Der Chor, die Apsis und die Krypta: Inschrift durch Dekret vom 14. Mai 1927

Kennzahlen

Lucius III - Papst (1181-1185) Erkennt die Zuständigkeit der Premonstrates.

Ursprung und Geschichte

Die Kapelle von Blanzey, in Bouxières-aux-Chênes en Meurthe-et-Moselle gelegen, ist ein Vestige eines Priorats, der Ende des 12. Jahrhunderts gegründet wurde. Es war zunächst von der Abtei der Prémontrés von Sainte-Marie-au-Bois abhängig, wie ein Akt von 1162 bewiesen. Im Jahre 1181 bestätigte Papst Lucius III die Zuständigkeit der Premonstraten über dieses Vorurteil und festigte seine Rolle im regionalen monastischen Netzwerk.

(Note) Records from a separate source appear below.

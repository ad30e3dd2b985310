//! Prompt stage: turns a genre (or a user's idea) into a writing brief.

use anyhow::Result;
use async_trait::async_trait;
use rand::seq::IndexedRandom;
use rand::Rng;
use tracing::warn;

use super::{Agent, AgentContext, Disposition, DropReason};
use crate::config::Genre;
use crate::domain::{Action, Message, Payload, StoryStatus, WritingPrompt};

pub const SYSTEM_PROMPT: &str = "You design writing prompts for short fiction. \
Given a genre, theme and length, describe the setting, the central characters, \
the core conflict and the tone in a few vivid paragraphs. Do not write the story itself.";

/// Genre, theme and length picked for one story
#[derive(Debug, Clone, PartialEq, Eq)]
struct Brief {
    genre: String,
    description: String,
    theme: String,
    target_word_count: u32,
}

pub struct PromptGenerator {
    ctx: AgentContext,
    genres: Vec<Genre>,
}

impl PromptGenerator {
    pub fn new(ctx: AgentContext, genres: Vec<Genre>) -> Self {
        Self { ctx, genres }
    }

    /// Pick a brief: the requested genre when configured, else a random one
    fn pick(&self, requested: Option<&str>) -> Brief {
        let mut rng = rand::rng();

        let genre = requested
            .and_then(|name| {
                self.genres
                    .iter()
                    .find(|g| g.name.eq_ignore_ascii_case(name))
            })
            .or_else(|| self.genres.choose(&mut rng));

        let Some(genre) = genre else {
            return Brief {
                genre: requested.unwrap_or("fiction").to_string(),
                description: String::new(),
                theme: String::new(),
                target_word_count: 2000,
            };
        };

        let theme = genre.themes.choose(&mut rng).cloned().unwrap_or_default();
        let (low, high) = if genre.word_count_min <= genre.word_count_max {
            (genre.word_count_min, genre.word_count_max)
        } else {
            (genre.word_count_max, genre.word_count_min)
        };

        Brief {
            genre: genre.name.clone(),
            description: genre.description.clone(),
            theme,
            target_word_count: rng.random_range(low..=high),
        }
    }

    fn build_prompt(brief: &Brief, user_idea: Option<&str>) -> String {
        match user_idea {
            Some(idea) => format!(
                "A user has requested a story with this idea:\n\n\"{}\"\n\n\
                 Target word count: {}\n\n\
                 Build a detailed writing prompt around the user's idea. \
                 Pick the most fitting genre and tone from the idea.",
                idea, brief.target_word_count
            ),
            None => format!(
                "Genre: {}\nGenre description: {}\nTheme: {}\nTarget word count: {}\n\n\
                 Generate a detailed writing prompt for a short story.",
                brief.genre, brief.description, brief.theme, brief.target_word_count
            ),
        }
    }
}

#[async_trait]
impl Agent for PromptGenerator {
    fn context(&self) -> &AgentContext {
        &self.ctx
    }

    async fn handle(&self, message: &Message) -> Result<Disposition> {
        if message.action != Action::GeneratePrompt {
            return Ok(Disposition::Dropped(DropReason::UnknownAction));
        }

        let story_id = message.story_id.as_str();
        self.ctx
            .log_activity(
                story_id,
                "generating_prompt",
                format!("Creating prompt for story {}", story_id),
            )
            .await;

        let Some(mut story) = self.ctx.load_story(story_id).await? else {
            return Ok(Disposition::Dropped(DropReason::StoryNotFound));
        };
        if story.prompt.is_some() {
            warn!(story_id, "Story already has a prompt, ignoring");
            return Ok(Disposition::Dropped(DropReason::PromptExists));
        }

        let brief = self.pick(message.payload.str("genre"));
        let prompt = Self::build_prompt(&brief, message.payload.str("user_prompt"));
        let setting = self
            .ctx
            .generate(&mut story, "generate_prompt", 0, prompt)
            .await?;

        story.prompt = Some(WritingPrompt {
            genre: brief.genre.clone(),
            theme: brief.theme.clone(),
            setting,
            characters: String::new(),
            target_word_count: brief.target_word_count,
            additional_instructions: String::new(),
        });
        story.transition(StoryStatus::PromptCreated)?;
        self.ctx.save_story(&mut story).await?;

        self.ctx
            .log_activity(
                story_id,
                "prompt_generated",
                format!("Prompt created for genre={}", brief.genre),
            )
            .await;

        let payload = Payload::new()
            .with("genre", brief.genre)
            .with("theme", brief.theme);
        self.ctx.reply(story_id, Action::PromptReady, payload).await?;
        Ok(Disposition::Completed)
    }
}
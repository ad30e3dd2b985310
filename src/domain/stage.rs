//! Pipeline stages and the queues they listen on.

use std::fmt;
use std::str::FromStr;

use serde::{Deserialize, Serialize};

/// One component of the pipeline; each owns exactly one named queue
#[derive(Debug, Clone, Copy, PartialEq, Eq, Hash, Serialize, Deserialize)]
#[serde(rename_all = "snake_case")]
pub enum Stage {
    Orchestrator,
    PromptGenerator,
    Writer,
    Reviewer,
    Editor,
    CoverDesigner,
}

impl Stage {
    pub const ALL: [Stage; 6] = [
        Stage::Orchestrator,
        Stage::PromptGenerator,
        Stage::Writer,
        Stage::Reviewer,
        Stage::Editor,
        Stage::CoverDesigner,
    ];

    /// Agent name used in message routing, feedback and activity records
    pub fn as_str(&self) -> &'static str {
        match self {
            Self::Orchestrator => "orchestrator",
            Self::PromptGenerator => "prompt_generator",
            Self::Writer => "writer",
            Self::Reviewer => "reviewer",
            Self::Editor => "editor",
            Self::CoverDesigner => "cover_designer",
        }
    }

    /// Name of the queue this stage consumes
    pub fn queue(&self) -> &'static str {
        match self {
            Self::Orchestrator => "queue:orchestrator",
            Self::PromptGenerator => "queue:prompt_generator",
            Self::Writer => "queue:writer",
            Self::Reviewer => "queue:reviewer",
            Self::Editor => "queue:editor",
            Self::CoverDesigner => "queue:cover_designer",
        }
    }
}

impl fmt::Display for Stage {
    fn fmt(&self, f: &mut fmt::Formatter<'_>) -> fmt::Result {
        f.write_str(self.as_str())
    }
}

impl FromStr for Stage {
    type Err = anyhow::Error;

    fn from_str(s: &str) -> Result<Self, Self::Err> {
        let normalized = s.trim().replace('-', "_");
        Self::ALL
            .into_iter()
            .find(|stage| stage.as_str() == normalized)
            .ok_or_else(|| anyhow::anyhow!("Unknown stage '{}'", s))
    }
}
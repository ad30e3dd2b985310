//! Cover stage: asks for an SVG cover and keeps only a safe `<svg>` element.

use anyhow::Result;
use async_trait::async_trait;

use super::{Agent, AgentContext, Disposition, DropReason};
use crate::domain::{Action, Message, Payload, Story};

pub const SYSTEM_PROMPT: &str = "You design book covers as standalone SVG documents. \
Use a 600x900 viewBox, bold shapes and at most two short text elements (title and imprint). \
Reply with the SVG markup only.";

/// Placeholder used when no usable SVG comes back
pub const FALLBACK_SVG: &str = concat!(
    r#"<svg xmlns="http://www.w3.org/2000/svg" viewBox="0 0 600 900">"#,
    r##"<rect width="600" height="900" fill="#1a1a2e"/>"##,
    r##"<text x="300" y="400" text-anchor="middle" font-family="serif" font-size="36" fill="#e0e0e0">Cover Unavailable</text>"##,
    r##"<text x="300" y="850" text-anchor="middle" font-family="sans-serif" font-size="16" fill="#888">Folio Press</text>"##,
    "</svg>"
);

const SVG_NS: &str = r#"xmlns="http://www.w3.org/2000/svg""#;
const SYNOPSIS_WORDS: usize = 200;

pub struct CoverDesigner {
    ctx: AgentContext,
}

impl CoverDesigner {
    pub fn new(ctx: AgentContext) -> Self {
        Self { ctx }
    }
}

#[async_trait]
impl Agent for CoverDesigner {
    fn context(&self) -> &AgentContext {
        &self.ctx
    }

    async fn handle(&self, message: &Message) -> Result<Disposition> {
        if message.action != Action::DesignCover {
            return Ok(Disposition::Dropped(DropReason::UnknownAction));
        }

        let story_id = message.story_id.as_str();
        self.ctx
            .log_activity(story_id, "designing_cover", format!("Designing cover for {}", story_id))
            .await;

        let Some(mut story) = self.ctx.load_story(story_id).await? else {
            return Ok(Disposition::Dropped(DropReason::StoryNotFound));
        };

        let request = cover_request(&story);
        let text = self.ctx.generate(&mut story, "design_cover", 0, request).await?;

        story.cover_svg = extract_svg(&text);
        self.ctx.save_story(&mut story).await?;

        self.ctx
            .log_activity(
                story_id,
                "cover_designed",
                format!("Cover ready ({} chars)", story.cover_svg.len()),
            )
            .await;

        self.ctx.reply(story_id, Action::CoverReady, Payload::new()).await?;
        Ok(Disposition::Completed)
    }
}

fn cover_request(story: &Story) -> String {
    let title = if story.title.is_empty() { "Untitled" } else { story.title.as_str() };
    let (genre, theme) = story
        .prompt
        .as_ref()
        .map(|p| (p.genre.as_str(), p.theme.as_str()))
        .unwrap_or(("fiction", ""));

    let words: Vec<&str> = story.current_draft.split_whitespace().collect();
    let mut synopsis = words[..words.len().min(SYNOPSIS_WORDS)].join(" ");
    if words.len() > SYNOPSIS_WORDS {
        synopsis.push_str("...");
    }

    format!(
        "Design an SVG book cover for:\n\nTitle: {}\nGenre: {}\nTheme: {}\nSynopsis: {}\n",
        title, genre, theme, synopsis
    )
}

/// First `<svg>...</svg>` element in `text`, sanitized; the placeholder otherwise
pub fn extract_svg(text: &str) -> String {
    let Some(start) = text.find("<svg") else {
        return FALLBACK_SVG.to_string();
    };
    let Some(end) = text[start..].find("</svg>") else {
        return FALLBACK_SVG.to_string();
    };

    let svg = &text[start..start + end + "</svg>".len()];
    normalize_open_tag(&strip_scripts(svg))
}

/// Remove every `<script ...>...</script>` block (case-insensitive)
fn strip_scripts(svg: &str) -> String {
    let lower = svg.to_ascii_lowercase();
    let mut out = String::with_capacity(svg.len());
    let mut pos = 0;

    while let Some(offset) = lower[pos..].find("<script") {
        let start = pos + offset;
        out.push_str(&svg[pos..start]);

        pos = match lower[start..].find("</script>") {
            Some(close) => start + close + "</script>".len(),
            // Unterminated script swallows the rest of the element
            None => match lower[start..].find("</svg>") {
                Some(close) => start + close,
                None => svg.len(),
            },
        };
    }
    out.push_str(&svg[pos..]);
    out
}

/// Ensure the root element declares the SVG namespace and a viewBox
fn normalize_open_tag(svg: &str) -> String {
    let Some(tag_end) = svg.find('>') else {
        return svg.to_string();
    };
    let attrs = &svg["<svg".len()..tag_end];

    let view_box = attrs.find("viewBox=\"").and_then(|i| {
        let rest = &attrs[i + "viewBox=\"".len()..];
        rest.find('"').map(|j| &rest[..j])
    });

    if attrs.contains(SVG_NS) && view_box.is_some() {
        return svg.to_string();
    }

    format!(
        "<svg {} viewBox=\"{}\">{}",
        SVG_NS,
        view_box.unwrap_or("0 0 600 900"),
        &svg[tag_end + 1..]
    )
}

#[cfg(test)]
mod tests {
    use super::*;

    #[test]
    fn test_extracts_svg_from_chatter() {
        let text = r#"Here you go:
<svg xmlns="http://www.w3.org/2000/svg" viewBox="0 0 600 900"><rect width="600" height="900"/></svg>
Hope you like it!"#;
        let svg = extract_svg(text);
        assert!(svg.starts_with("<svg"));
        assert!(svg.ends_with("</svg>"));
        assert!(!svg.contains("Hope"));
    }

    #[test]
    fn test_scripts_are_stripped() {
        let text = r#"<svg xmlns="http://www.w3.org/2000/svg" viewBox="0 0 10 10"><SCRIPT>alert(1)</SCRIPT><rect/><script type="x">y</script></svg>"#;
        let svg = extract_svg(text);
        assert!(!svg.to_lowercase().contains("script"));
        assert!(svg.contains("<rect/>"));
    }

    #[test]
    fn test_missing_svg_falls_back() {
        assert_eq!(extract_svg("I cannot draw."), FALLBACK_SVG);
        assert_eq!(extract_svg("<svg><rect/>"), FALLBACK_SVG);
    }

    #[test]
    fn test_open_tag_gets_namespace_and_viewbox() {
        let svg = extract_svg(r#"<svg width="600"><rect/></svg>"#);
        assert_eq!(
            svg,
            r#"<svg xmlns="http://www.w3.org/2000/svg" viewBox="0 0 600 900"><rect/></svg>"#
        );

        let kept = extract_svg(r#"<svg viewBox="0 0 300 450"><rect/></svg>"#);
        assert!(kept.contains(r#"viewBox="0 0 300 450""#));
        assert!(kept.contains(SVG_NS));
    }

    #[test]
    fn test_synopsis_is_truncated() {
        let mut story = Story::new("s1", 3);
        story.title = "Low Tide".to_string();
        story.current_draft = "word ".repeat(250);
        let request = cover_request(&story);
        assert!(request.contains("Title: Low Tide"));
        assert!(request.contains("Genre: fiction"));
        assert!(request.trim_end().ends_with("..."));
    }
}
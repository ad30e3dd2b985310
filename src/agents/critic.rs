//! Reviewer and editor stages.
//!
//! Both read the current draft, record one feedback item for the round and
//! report their verdict. A verdict is an approval only when the generated
//! text contains `APPROVED: YES`.

use anyhow::Result;
use async_trait::async_trait;

use super::{Agent, AgentContext, Disposition, DropReason};
use crate::domain::{Action, Message, Payload, Stage, Story};

pub const REVIEWER_SYSTEM_PROMPT: &str = "You are a demanding fiction reviewer. \
Judge plot, character, pacing and how well the story answers its prompt. \
List concrete problems. End with a line reading exactly \
'APPROVED: YES' or 'APPROVED: NO'.";

pub const EDITOR_SYSTEM_PROMPT: &str = "You are a line editor. \
Judge prose quality sentence by sentence: clarity, rhythm, word choice, grammar. \
List concrete problems. End with a line reading exactly \
'APPROVED: YES' or 'APPROVED: NO'.";

const APPROVAL_MARKER: &str = "APPROVED: YES";

/// Review-round worker; the context's stage decides which role it plays
pub struct Critic {
    ctx: AgentContext,
}

impl Critic {
    pub fn new(ctx: AgentContext) -> Self {
        Self { ctx }
    }

    /// Action handled and action replied with
    fn actions(&self) -> (Action, Action) {
        match self.ctx.stage {
            Stage::Editor => (Action::Edit, Action::EditComplete),
            _ => (Action::Review, Action::ReviewComplete),
        }
    }

    fn request(&self, story: &Story) -> String {
        let genre = story.genre();
        match self.ctx.stage {
            Stage::Editor => format!(
                "Edit this {} short story for line-level quality:\n\n{}\n",
                genre, story.current_draft
            ),
            _ => format!(
                "Review this {} short story:\n\n{}\n\nOriginal prompt:\n{}\n",
                genre,
                story.current_draft,
                story
                    .prompt
                    .as_ref()
                    .map(|p| p.setting.as_str())
                    .unwrap_or("N/A")
            ),
        }
    }
}

/// Whether generated feedback carries the approval marker
pub fn is_approved(feedback: &str) -> bool {
    feedback.to_uppercase().contains(APPROVAL_MARKER)
}

#[async_trait]
impl Agent for Critic {
    fn context(&self) -> &AgentContext {
        &self.ctx
    }

    async fn handle(&self, message: &Message) -> Result<Disposition> {
        let (expected, reply) = self.actions();
        if message.action != expected {
            return Ok(Disposition::Dropped(DropReason::UnknownAction));
        }

        let story_id = message.story_id.as_str();
        let role = self.ctx.name();
        let round_number = message.payload.round_number().unwrap_or(1);
        self.ctx
            .log_activity(story_id, expected.as_str(), format!("Round {}", round_number))
            .await;

        let Some(mut story) = self.ctx.load_story(story_id).await? else {
            return Ok(Disposition::Dropped(DropReason::StoryNotFound));
        };

        let request = self.request(&story);
        let feedback = self
            .ctx
            .generate(&mut story, expected.as_str(), round_number, request)
            .await?;
        let approved = is_approved(&feedback);

        // The other critic may write this story concurrently; apply only
        // this role's additions to a fresh read
        let metrics = story.metrics.last().cloned();
        let item = feedback.clone();
        let updated = self
            .ctx
            .update_story(story_id, move |story| {
                story.push_feedback(role, round_number, item, approved);
                if let Some(metrics) = metrics {
                    story.record_metrics(metrics);
                }
            })
            .await?;
        if updated.is_none() {
            return Ok(Disposition::Dropped(DropReason::StoryNotFound));
        }

        self.ctx
            .log_activity(
                story_id,
                reply.as_str(),
                format!(
                    "Round {} - {}",
                    round_number,
                    if approved { "Approved" } else { "Changes requested" }
                ),
            )
            .await;

        let payload = Payload::new()
            .with("round_number", round_number)
            .with("approved", approved)
            .with("feedback", feedback);
        self.ctx.reply(story_id, reply, payload).await?;
        Ok(Disposition::Completed)
    }
}

#[cfg(test)]
mod tests {
    use super::*;

    #[test]
    fn test_approval_marker_case_insensitive() {
        assert!(is_approved("Strong ending.\nApproved: yes"));
        assert!(is_approved("APPROVED: YES"));
        assert!(!is_approved("APPROVED: NO"));
        assert!(!is_approved("approved:yes"));
        assert!(!is_approved(""));
    }
}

Das Gebäude hält ursprüngliche romanische Elemente, einschließlich der Krypta, der Chor und der Turm-Clocher, datiert das zwölfte Jahrhundert. Die Öffnungen des Kirchenschiffes wurden im 15. Jahrhundert im gotischen Stil neu gestaltet, während das Portal, in der klassischen Ära wieder aufgebaut, die nachfolgenden architektonischen Transformationen illustriert. Diese Veränderungen spiegeln die Entwicklung von Geschmack und Techniken über Jahrhunderte wider.

Als historisches Denkmal durch Dekret vom 14. Mai 1927 eingestuft, schützt die Kapelle speziell ihren Chor, Apsis und Krypta. Diese Elemente, unter den ältesten, unterstreichen die Bedeutung des Erbes des Ortes. Heute im Besitz der Gemeinde, bleibt es ein Zeugnis der religiösen und architektonischen Geschichte von Lorraine, zwischen mittelalterlichem Erbe und späteren Anpassungen.

Historische Quellen, wie die Werke von Auguste Digot (1851) oder Pierre Simonin (1957), dokumentieren seine Entwicklung. Architektonische Referenzen, die über die Merimée- oder Structurae-Basis zur Verfügung stehen, ergänzen diese Studien, indem sie einen detaillierten Blick auf seine Struktur und ihren voreingenommenen monastischen Kontext bieten.